John Lanchester, in an article written originally for the London Review of Books in 2000, says of Rebus:
Stubbornness is Rebus's most deep-seated characteristic. All the various ways in which he could improve the quality of his life - which boil down essentially to his being less impossible - are somehow unthinkable. He stands in everybody else's way, but he stands in his own way too: difficult, determined, remorseless, honourable, honest, and proud of his lack of charm. He is a deeply Scottish self-image….
Melanie McGrath, in a review of Even Dogs in the Wild, takes a slightly different view:
… an intensely romanticised, self-dramatising lone wolf, a kind of urban cowboy driven to detection as a means of resolving his existential crisis. As Rebus himself puts it, if justice didn’t matter, “then neither did he”.

Rebus loves to make jokes at the expense of others, especially his superiors and his friends. At times he even examines his own parting words, judging whether they were clever enough. He spars verbally with Siobhan Clarke but also with ‘Big Ger’ Cafferty.

Rebus's sense of honour is questionable and he will lie to a witness swearing that “this is just between the two of us”, with no intention of keeping pertinent information private. He treats the criminal Cafferty’s influence and knowledge as a resource in his investigations and will sometimes do a favour for him. In Cafferty’s mind (and the minds of many others), Rebus belongs to him, but in Rebus’s own mind he is always fighting Cafferty and trying to collect evidence of his crimes.

Rebus is a heavy drinker and smoker, though always aware that this is bad for his health. He chooses to eat fried and/or fatty foods, knowing they are not good for him. His knowledge of Edinburgh bars and his appreciation of malt whiskies are encyclopaedic. Starting with Mortal Causes, his favourite hangout and meeting-place is the Oxford Bar, and from Exit Music to Rather Be the Devil, the ritual of going outside the bar to smoke is part of his routine. In Black and Blue, with the help of his old friend Jack Morton he stops drinking and is able to continue abstaining through the next book, The Hanging Garden. However, at the end of that novel Jack dies and Rebus resumes drinking. From one novel to another he may try to ration cigarettes, but he is not able to quit smoking entirely until he begins to suffer from COPD at the beginning of Rather Be the Devil — at that time he also begins to cut back on his drinking.

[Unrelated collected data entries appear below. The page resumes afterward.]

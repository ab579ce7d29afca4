use crate::model::{DemandPoint, ElasticityAnalysis, OptimalPrice, PricingError};
use crate::utils::{round_cents, safe_ratio};
use serde::{Deserialize, Serialize};
use std::collections::HashMap;
use std::fmt;
use std::str::FromStr;
use std::sync::LazyLock;
use tracing::debug;

#[derive(Debug, Clone, Copy, PartialEq, Eq, Hash, Serialize, Deserialize)]
#[serde(rename_all = "lowercase")]
pub enum Industry {
    Saas,
    Agency,
    Infrastructure,
}

impl Industry {
    pub const ALL: [Industry; 3] = [Industry::Saas, Industry::Agency, Industry::Infrastructure];

    pub fn as_str(&self) -> &'static str {
        match self {
            Industry::Saas => "saas",
            Industry::Agency => "agency",
            Industry::Infrastructure => "infrastructure",
        }
    }
}

impl fmt::Display for Industry {
    fn fmt(&self, f: &mut fmt::Formatter<'_>) -> fmt::Result {
        f.write_str(self.as_str())
    }
}

impl FromStr for Industry {
    type Err = PricingError;

    fn from_str(s: &str) -> Result<Self, Self::Err> {
        match s.trim().to_lowercase().as_str() {
            "saas" => Ok(Industry::Saas),
            "agency" => Ok(Industry::Agency),
            "infrastructure" => Ok(Industry::Infrastructure),
            other => Err(PricingError::InvalidInput(format!("unknown industry '{other}'"))),
        }
    }
}

/// How crowded the market is; more competitors means more price-sensitive buyers.
#[derive(Debug, Clone, Copy, PartialEq, Eq, Hash, Default, Serialize, Deserialize)]
#[serde(rename_all = "lowercase")]
pub enum Competitiveness {
    Low,
    #[default]
    Medium,
    High,
}

impl Competitiveness {
    pub fn as_str(&self) -> &'static str {
        match self {
            Competitiveness::Low => "low",
            Competitiveness::Medium => "medium",
            Competitiveness::High => "high",
        }
    }
}

impl fmt::Display for Competitiveness {
    fn fmt(&self, f: &mut fmt::Formatter<'_>) -> fmt::Result {
        f.write_str(self.as_str())
    }
}

impl FromStr for Competitiveness {
    type Err = PricingError;

    fn from_str(s: &str) -> Result<Self, Self::Err> {
        match s.trim().to_lowercase().as_str() {
            "low" => Ok(Competitiveness::Low),
            "medium" => Ok(Competitiveness::Medium),
            "high" => Ok(Competitiveness::High),
            other => Err(PricingError::InvalidInput(format!(
                "unknown competitiveness '{other}'"
            ))),
        }
    }
}

/// Constant-elasticity demand model: `demand(p) = scale * p^elasticity`.
#[derive(Debug, Clone, Copy, PartialEq, Serialize)]
#[serde(rename_all = "camelCase")]
pub struct ElasticityModel {
    pub industry: Industry,
    /// Negative: demand falls as price rises.
    pub price_elasticity: f64,
    /// Representative base demand.
    #[serde(skip)]
    pub scale: f64,
}

impl ElasticityModel {
    pub const fn new(industry: Industry, price_elasticity: f64, scale: f64) -> Self {
        Self {
            industry,
            price_elasticity,
            scale,
        }
    }

    /// Units demanded at `price`. The curve is undefined for non-positive prices.
    pub fn demand(&self, price: f64) -> Option<f64> {
        if price <= 0.0 || !price.is_finite() {
            return None;
        }
        Some(self.scale * price.powf(self.price_elasticity))
    }

    /// Same curve family with a caller-supplied coefficient.
    pub fn with_elasticity(self, price_elasticity: f64) -> Self {
        Self {
            price_elasticity,
            ..self
        }
    }
}

pub const FALLBACK_KEY: &str = "saas_medium";

const SAAS_MEDIUM: ElasticityModel = ElasticityModel::new(Industry::Saas, -1.2, 1000.0);

static MODELS: LazyLock<HashMap<&'static str, ElasticityModel>> = LazyLock::new(|| {
    HashMap::from([
        // SaaS: many substitutes, buyers compare on price
        ("saas_low", ElasticityModel::new(Industry::Saas, -0.8, 1000.0)),
        (FALLBACK_KEY, SAAS_MEDIUM),
        ("saas_high", ElasticityModel::new(Industry::Saas, -1.8, 1000.0)),
        // Agency: relationship loyalty dampens sensitivity
        ("agency_low", ElasticityModel::new(Industry::Agency, -0.6, 500.0)),
        ("agency_medium", ElasticityModel::new(Industry::Agency, -1.0, 500.0)),
        // Infrastructure: high switching costs
        (
            "infrastructure_low",
            ElasticityModel::new(Industry::Infrastructure, -0.4, 2000.0),
        ),
        (
            "infrastructure_medium",
            ElasticityModel::new(Industry::Infrastructure, -0.7, 2000.0),
        ),
    ])
});

pub fn model_key(industry: Industry, competitiveness: Competitiveness) -> String {
    format!("{}_{}", industry, competitiveness)
}

/// Looks up the model for a segment. Unknown combinations resolve to `saas_medium`.
pub fn select_model(industry: Industry, competitiveness: Competitiveness) -> ElasticityModel {
    let key = model_key(industry, competitiveness);
    match MODELS.get(key.as_str()) {
        Some(model) => *model,
        None => {
            debug!("No elasticity model for {}, using {}", key, FALLBACK_KEY);
            SAAS_MEDIUM
        }
    }
}

/// Samples `steps + 1` evenly spaced prices across `[min, max]`.
/// Prices are rounded to cents for display; demand uses the exact price.
pub fn generate_demand_curve(
    model: &ElasticityModel,
    min: f64,
    max: f64,
    steps: usize,
) -> Vec<DemandPoint> {
    if steps == 0 || max < min {
        return Vec::new();
    }
    let step = (max - min) / steps as f64;
    (0..=steps)
        .filter_map(|i| {
            let price = min + step * i as f64;
            model.demand(price).map(|demand| DemandPoint {
                price: round_cents(price),
                demand,
            })
        })
        .collect()
}

/// Revenue-maximizing point on a 100-step sample of the demand curve.
/// The first maximum wins; `base_price` is returned if nothing beats zero revenue.
pub fn find_revenue_maximizing_price(
    model: &ElasticityModel,
    base_price: f64,
    min: f64,
    max: f64,
) -> OptimalPrice {
    let mut best = OptimalPrice {
        optimal_price: base_price,
        max_revenue: 0.0,
    };
    for point in generate_demand_curve(model, min, max, 100) {
        let revenue = point.price * point.demand;
        if revenue > best.max_revenue {
            best = OptimalPrice {
                optimal_price: point.price,
                max_revenue: revenue,
            };
        }
    }
    best
}

/// Linear sensitivity check: what a relative price move does to demand and revenue.
pub fn price_elasticity_analysis(
    base_price: f64,
    base_demand: f64,
    elasticity: f64,
    price_change_percent: f64,
) -> ElasticityAnalysis {
    let new_price = base_price * (1.0 + price_change_percent);
    let new_demand = base_demand * (1.0 + elasticity * price_change_percent);

    let current_revenue = base_price * base_demand;
    let new_revenue = new_price * new_demand;

    ElasticityAnalysis {
        new_price,
        new_demand,
        revenue_change: safe_ratio(new_revenue - current_revenue, current_revenue) * 100.0,
        elasticity,
    }
}
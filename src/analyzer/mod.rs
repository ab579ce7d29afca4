// Analyzer module: aggregates the pricing calculators.

pub mod elasticity;
pub mod inflation;
pub mod optimizer;
pub mod price_analysis;
pub mod revenue;
pub mod statistics;

// Re-export the entry points for ease of use.
pub use elasticity::{Competitiveness, ElasticityModel, Industry, select_model};
pub use inflation::{
    calculate_inflation_impact, calculate_inflation_impact_at, project_inflation_scenario,
    suggest_price_adjustment,
};
pub use optimizer::{PriceRange, find_optimal_price};
pub use price_analysis::{Analyzer, AnalyzerImpl, analyze_csv_data, detect_pricing_anomalies};
pub use revenue::{calculate_revenue_lift, compare_scenarios};
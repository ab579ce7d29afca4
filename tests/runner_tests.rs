/// Batch runner tests with in-memory and mocked HTTP dataset sources
/// Covers each job kind and the JSON report without touching real exports
use chrono::NaiveDate;
use price_sniper::config::{AppConfig, parse_config};
use price_sniper::model::{DatasetRequest, SourceError};
use price_sniper::runner::{
    process_dataset, process_inflation, process_scenario, run, write_report,
};
use price_sniper::source::{RowSource, SourceImpl};
use std::collections::HashMap;
use wiremock::matchers::{method, path};
use wiremock::{Mock, MockServer, ResponseTemplate};

/// Serves exports from memory, keyed by location.
struct InMemorySource {
    exports: HashMap<String, String>,
}

impl InMemorySource {
    fn new(exports: &[(&str, &str)]) -> Self {
        Self {
            exports: exports
                .iter()
                .map(|(location, body)| (location.to_string(), body.to_string()))
                .collect(),
        }
    }
}

#[async_trait::async_trait]
impl RowSource for InMemorySource {
    async fn fetch(&self, req: &DatasetRequest) -> Result<String, SourceError> {
        self.exports
            .get(&req.location)
            .cloned()
            .ok_or(SourceError::InvalidResponse(404))
    }
}

const HEALTHY_EXPORT: &str = "id,name,price\n\
    C001,Acme,100\n\
    C002,Globex,100\n\
    C003,Initech,100\n\
    C004,Umbrella,100\n\
    C005,Hooli,40\n";

const BROKEN_EXPORT: &str = "id,price\nC001,100\nC002,0\nC003,abc\n";

fn config() -> AppConfig {
    parse_config(
        r#"{
            "scenarios": [
                {
                    "name": "Pro plan +30%",
                    "industry": "saas",
                    "scenario": {
                        "currentPrice": 5000,
                        "newPrice": 6500,
                        "currentCustomers": 100,
                        "customerAcquisitionCost": 2000,
                        "averageContractLength": 12,
                        "averageChurn": 5
                    }
                },
                {
                    "name": "Free plan",
                    "industry": "agency",
                    "competitiveness": "low",
                    "scenario": {
                        "currentPrice": 0,
                        "newPrice": 10,
                        "currentCustomers": 10,
                        "customerAcquisitionCost": 0,
                        "averageContractLength": 12,
                        "averageChurn": 5
                    }
                }
            ],
            "datasets": [
                { "name": "healthy", "location": "mem://healthy.csv" },
                { "name": "broken", "location": "mem://broken.csv" },
                { "name": "missing", "location": "mem://missing.csv" }
            ],
            "inflation": [{
                "name": "Legacy plan",
                "current_price": 50.0,
                "customer_count": 100,
                "last_increase_date": "2023-01-15",
                "projection_months": 6
            }]
        }"#,
    )
    .unwrap()
}

fn source() -> InMemorySource {
    InMemorySource::new(&[
        ("mem://healthy.csv", HEALTHY_EXPORT),
        ("mem://broken.csv", BROKEN_EXPORT),
    ])
}

#[test]
fn scenario_job_reports_lift_and_optimal_price() {
    let config = config();
    let report = process_scenario(&config.scenarios[0]).unwrap();

    assert_eq!(report.model, "saas_medium");
    assert_eq!(report.elasticity, -1.2);
    assert_eq!(report.revenue_lift.current_annual_revenue, 6_000_000.0);
    assert!(report.revenue_lift.revenue_lift < 0.0);

    let optimal = report.optimal_price.unwrap();
    assert!((2500.0..=10_000.0).contains(&optimal.optimal_price));
    assert!(optimal.max_revenue > 0.0);
}

#[test]
fn scenario_with_zero_price_is_skipped() {
    let config = config();
    assert!(process_scenario(&config.scenarios[1]).is_none());
}

#[tokio::test]
async fn healthy_dataset_is_analyzed() {
    let config = config();
    let report = process_dataset(&config.datasets[0], &source()).await.unwrap();

    assert!(report.validation.is_valid);
    assert!(report.row_errors.is_empty());
    assert_eq!(report.stats.unwrap().median, 100.0);

    let analysis = report.analysis.unwrap();
    assert_eq!(analysis.total_customers, 5);
    assert_eq!(analysis.anomaly_count, 1);
    assert_eq!(analysis.anomalies[0].customer_id, "C005");
    assert_eq!(analysis.potential_recovery_total, 720.0);
}

#[tokio::test]
async fn rejected_dataset_is_still_reported() {
    let config = config();
    let report = process_dataset(&config.datasets[1], &source()).await.unwrap();

    assert!(!report.validation.is_valid);
    assert_eq!(report.row_errors.len(), 1);
    assert_eq!(report.row_errors[0].row_index, 3);
    assert!(report.validation.errors[0].starts_with("Row 2:"));
    assert!(report.stats.is_none());
    assert!(report.analysis.is_none());
}

#[tokio::test]
async fn unreachable_dataset_is_left_out() {
    let config = config();
    assert!(process_dataset(&config.datasets[2], &source()).await.is_none());
}

#[test]
fn inflation_job_projects_requested_months() {
    let config = config();
    let today = NaiveDate::from_ymd_opt(2025, 1, 15).unwrap();
    let report = process_inflation(&config.inflation[0], today);

    assert_eq!(report.adjustment.months_since_price_increase, 24);
    assert!(report.suggestion.suggested_price > 50.0);
    assert_eq!(report.projection.len(), 6);
}

#[tokio::test]
async fn run_writes_camel_case_report() {
    let config = config();
    let report = run(&config, &source()).await;

    assert_eq!(report.scenarios.len(), 1);
    assert_eq!(report.datasets.len(), 2);
    assert_eq!(report.inflation.len(), 1);

    let dir = tempfile::tempdir().unwrap();
    let path = dir.path().join("report.json");
    write_report(path.to_str().unwrap(), &report).unwrap();

    let json: serde_json::Value =
        serde_json::from_str(&std::fs::read_to_string(&path).unwrap()).unwrap();
    assert!(json["generatedAt"].is_string());
    assert_eq!(json["scenarios"][0]["model"], "saas_medium");
    assert_eq!(json["datasets"][0]["name"], "healthy");
    assert_eq!(json["datasets"][1]["validation"]["isValid"], false);
    assert!(json["datasets"][1]["analysis"].is_null());
    assert_eq!(json["inflation"][0]["projection"].as_array().unwrap().len(), 6);
}

#[tokio::test]
async fn report_to_missing_directory_fails() {
    let report = run(&parse_config("{}").unwrap(), &source()).await;
    assert!(write_report("/definitely/not/here/report.json", &report).is_err());
}

#[tokio::test]
async fn dataset_over_http_is_analyzed() {
    let server = MockServer::start().await;
    Mock::given(method("GET"))
        .and(path("/exports/customers.csv"))
        .respond_with(ResponseTemplate::new(200).set_body_raw(HEALTHY_EXPORT, "text/csv"))
        .mount(&server)
        .await;

    let config = parse_config(&format!(
        r#"{{"datasets": [{{"name": "remote", "location": "{}/exports/customers.csv"}}]}}"#,
        server.uri()
    ))
    .unwrap();

    let report = run(&config, &SourceImpl::new().unwrap()).await;
    assert_eq!(report.datasets.len(), 1);
    assert_eq!(report.datasets[0].analysis.as_ref().unwrap().anomaly_count, 1);
}
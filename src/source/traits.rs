use crate::model::{DatasetRequest, SourceError};

#[async_trait::async_trait]
pub trait RowSource: Send + Sync {
    /// Returns the raw CSV text behind the request.
    async fn fetch(&self, req: &DatasetRequest) -> Result<String, SourceError>;
}
// Core structs: scenarios, billing rows, analysis results
use chrono::NaiveDate;
use serde::{Deserialize, Serialize};
use std::collections::BTreeMap;
use thiserror::Error;

/// Inputs for a single price-change projection.
#[derive(Debug, Clone, PartialEq, Serialize, Deserialize)]
#[serde(rename_all = "camelCase")]
pub struct PricingScenario {
    pub current_price: f64,
    pub new_price: f64,
    pub current_customers: u32,
    pub customer_acquisition_cost: f64,
    /// Months.
    pub average_contract_length: f64,
    /// Annual churn, percent (0-100).
    pub average_churn: f64,
    /// Overrides the coefficient of the selected elasticity model.
    #[serde(default)]
    pub price_elasticity: Option<f64>,
}

#[derive(Debug, Clone, PartialEq, Serialize)]
#[serde(rename_all = "camelCase")]
pub struct RevenueLiftResult {
    pub current_annual_revenue: f64,
    pub new_annual_revenue: f64,
    pub revenue_lift: f64,
    pub revenue_lift_percent: f64,
    pub customer_churn_impact: f64,
    pub net_gain: f64,
    pub break_even_customers: f64,
    pub net_profit_impact: f64,
}

#[derive(Debug, Clone, Copy, PartialEq, Serialize)]
#[serde(rename_all = "camelCase")]
pub struct OptimalPrice {
    pub optimal_price: f64,
    pub max_revenue: f64,
}

#[derive(Debug, Clone, Copy, PartialEq, Serialize)]
pub struct DemandPoint {
    pub price: f64,
    pub demand: f64,
}

#[derive(Debug, Clone, Copy, PartialEq, Serialize)]
#[serde(rename_all = "camelCase")]
pub struct ElasticityAnalysis {
    pub new_price: f64,
    pub new_demand: f64,
    /// Percent.
    pub revenue_change: f64,
    pub elasticity: f64,
}

/// One billing record from an uploaded customer list.
#[derive(Debug, Clone, PartialEq, Serialize)]
#[serde(rename_all = "camelCase")]
pub struct CsvRow {
    pub customer_id: String,
    pub customer_name: String,
    pub current_price: f64,
    /// Fraction, not percent.
    pub monthly_churn: f64,
    pub contract_start_date: String,
    pub seats: Option<u32>,
    pub usage: Option<f64>,
    /// Columns that did not map to a known field, keyed by normalized header.
    #[serde(flatten)]
    pub extra: BTreeMap<String, String>,
    /// Line in the source file, header is 0. `None` for rows built in memory.
    #[serde(skip)]
    pub source_row: Option<usize>,
}

impl CsvRow {
    pub fn new(customer_id: &str, customer_name: &str, current_price: f64) -> Self {
        Self {
            customer_id: customer_id.to_string(),
            customer_name: customer_name.to_string(),
            current_price,
            monthly_churn: crate::normalizer::DEFAULT_MONTHLY_CHURN,
            contract_start_date: String::new(),
            seats: None,
            usage: None,
            extra: BTreeMap::new(),
            source_row: None,
        }
    }
}

#[derive(Debug, Clone, PartialEq, Serialize)]
#[serde(rename_all = "camelCase")]
pub struct CsvParseError {
    /// Line number in the source file, header is 0.
    pub row_index: usize,
    pub field: String,
    pub value: String,
    pub error: String,
}

#[derive(Debug, Clone, Default, PartialEq, Serialize)]
#[serde(rename_all = "camelCase")]
pub struct ParsedCsvData {
    pub rows: Vec<CsvRow>,
    pub total_rows: usize,
    pub valid_rows: usize,
    pub errors: Vec<CsvParseError>,
}

#[derive(Debug, Clone, Default, PartialEq, Serialize)]
#[serde(rename_all = "camelCase")]
pub struct ValidationResult {
    pub is_valid: bool,
    pub errors: Vec<String>,
    pub warnings: Vec<String>,
}

/// Price distribution over a customer list.
#[derive(Debug, Clone, Copy, Default, PartialEq, Serialize)]
#[serde(rename_all = "camelCase")]
pub struct PriceStats {
    pub count: usize,
    pub median: f64,
    pub mean: f64,
    /// Population standard deviation. Reported only, no criterion reads it.
    pub std_dev: f64,
    pub q1: f64,
    pub q3: f64,
    pub iqr: f64,
}

impl PriceStats {
    /// Tukey's lower fence, `Q1 - 1.5 * IQR`.
    pub fn lower_fence(&self) -> f64 {
        self.q1 - 1.5 * self.iqr
    }
}

#[derive(Debug, Clone, Copy, PartialEq, Eq, PartialOrd, Ord, Hash, Serialize, Deserialize)]
#[serde(rename_all = "lowercase")]
pub enum Severity {
    Low,
    Medium,
    High,
}

impl std::fmt::Display for Severity {
    fn fmt(&self, f: &mut std::fmt::Formatter<'_>) -> std::fmt::Result {
        match self {
            Severity::Low => write!(f, "low"),
            Severity::Medium => write!(f, "medium"),
            Severity::High => write!(f, "high"),
        }
    }
}

/// Which rule flagged an anomaly.
#[derive(Debug, Clone, Copy, PartialEq, Eq, Serialize)]
#[serde(rename_all = "camelCase")]
pub enum DetectionCriterion {
    RelativeDeviation,
    StatisticalOutlier,
}

#[derive(Debug, Clone, PartialEq, Serialize)]
#[serde(rename_all = "camelCase")]
pub struct AnomalyRecord {
    pub row_index: usize,
    pub customer_id: String,
    pub customer_name: String,
    pub current_price: f64,
    pub median_price: f64,
    pub expected_price: f64,
    pub price_deviation: f64,
    pub deviation_percent: f64,
    pub severity: Severity,
    pub criterion: DetectionCriterion,
    pub potential_recovery: f64,
}

#[derive(Debug, Clone, PartialEq, Serialize)]
#[serde(rename_all = "camelCase")]
pub struct CsvAnalysisResult {
    pub total_customers: usize,
    #[serde(rename = "totalMRR")]
    pub total_mrr: f64,
    #[serde(rename = "totalARR")]
    pub total_arr: f64,
    pub median_price: f64,
    pub average_price: f64,
    pub anomalies: Vec<AnomalyRecord>,
    pub anomaly_count: usize,
    pub potential_recovery_total: f64,
}

#[derive(Debug, Clone, PartialEq, Serialize)]
#[serde(rename_all = "camelCase")]
pub struct InflationAdjustment {
    pub current_price: f64,
    pub last_price_increase_date: NaiveDate,
    pub months_since_price_increase: u32,
    /// Growth factor minus one.
    pub cumulative_inflation_impact: f64,
    pub recommended_new_price: f64,
    pub potential_recovery: f64,
}

#[derive(Debug, Clone, PartialEq, Serialize)]
#[serde(rename_all = "camelCase")]
pub struct InflationProjectionPoint {
    pub month: u32,
    pub date: NaiveDate,
    pub cumulative_inflation: f64,
    pub projected_price: f64,
    /// Annual revenue lost to inflation if the price stays where it is.
    pub revenue_at_risk: f64,
}

#[derive(Debug, Clone, PartialEq, Serialize)]
#[serde(rename_all = "camelCase")]
pub struct PriceSuggestion {
    pub suggested_price: f64,
    pub adjustment_percentage: f64,
    pub reasoning: String,
}

#[derive(Debug, Clone, PartialEq, Eq)]
pub struct DatasetRequest {
    /// Local path or `http(s)://` URL.
    pub location: String,
}

#[derive(Debug, Error, PartialEq)]
pub enum PricingError {
    #[error("price change is undefined for a current price of zero")]
    DivisionUndefined,
    #[error("invalid input: {0}")]
    InvalidInput(String),
}

#[derive(Debug, Error)]
pub enum ParserError {
    #[error("CSV file is empty")]
    EmptyFile,
    #[error("missing required columns: {}", .0.join(", "))]
    MissingColumns(Vec<String>),
    #[error("CSV read error: {0}")]
    Csv(#[from] csv::Error),
}

#[derive(Debug, Error)]
pub enum SourceError {
    #[error("HTTP error: {0}")]
    HttpError(String),
    #[error("request timed out")]
    Timeout,
    #[error("unexpected response status {0}")]
    InvalidResponse(u16),
    #[error("unsupported file format: {0} (expected .csv)")]
    UnsupportedFormat(String),
    #[error("export is {size} bytes, limit is {limit}")]
    TooLarge { size: u64, limit: u64 },
    #[error("export is empty")]
    Empty,
    #[error("read error: {0}")]
    Io(#[from] std::io::Error),
}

Music is important to Rebus, though he does not play an instrument himself. He has an extensive collection of vinyl, augmented when his brother Michael dies and leaves him records from their youth (The Naming of the Dead). It is not until Mortal Causes, however, that his love of rock and folk from the 1960s and 70s is firmly established. In Black and Blue, The Hanging Garden, and Dead Souls, Rebus’s stream of consciousness is sometimes presented as a series of song and album names, which both identify and dismiss his emotional reactions to a situation. Starting with Set in Darkness, he plays a game with Siobhan Clarke of reciting song names and expecting her to identify them. Clarke gives him newer music to listen to, and forms opinions about his favourites, too. In A Song for the Dark Times, she tells their friend Fox,
”John says he wants it put on his gravestone: ‘He listened to the B-sides.’”
Books are important to him, but his interest tends to be aspirational; he struggles with the sense that he might (or might not) have done better if he had had better educational opportunities. Especially in the earlier novels, there are references to piles of unread books in his apartment, and to the fact that his wife Rhona, an English teacher, took many of the books originally in the apartment when she left him. Aside from Crime and Punishment, he doesn’t actually read much.

Rebus's interest in politics is informed by a deep scepticism. Rankin considers him to be "small-c conservative" and therefore unlikely to support political change; at one point in Strip Jack (1992), he tells his friends Brian and Nell that he has only voted three times in his life, "Once Labour, once SNP, and once Tory." On the other hand, when Scottish First Minister Nicola Sturgeon suggested in a public venue that Rebus would have voted pro-Brexit, Rankin was taken aback.

Rebus’s romantic life is varied. He has occasional one-night stands (Knots and Crosses, Black and Blue, and Set in Darkness), but his more durable relationships are with women who have a superior education to him, including his wife Rhona, DI Gill Templar, Dr. Patience Aitken, the museum curator Jean Burchill, and Professor Deborah Quant. His experiments in living with a woman (Rhona, Patience) are not successful. He can never put a woman’s needs before those of his current case and he is usually the one who gets left or dismissed. In A Song for the Dark Times, he and Deborah Quant are satisfied with being “friends with benefits".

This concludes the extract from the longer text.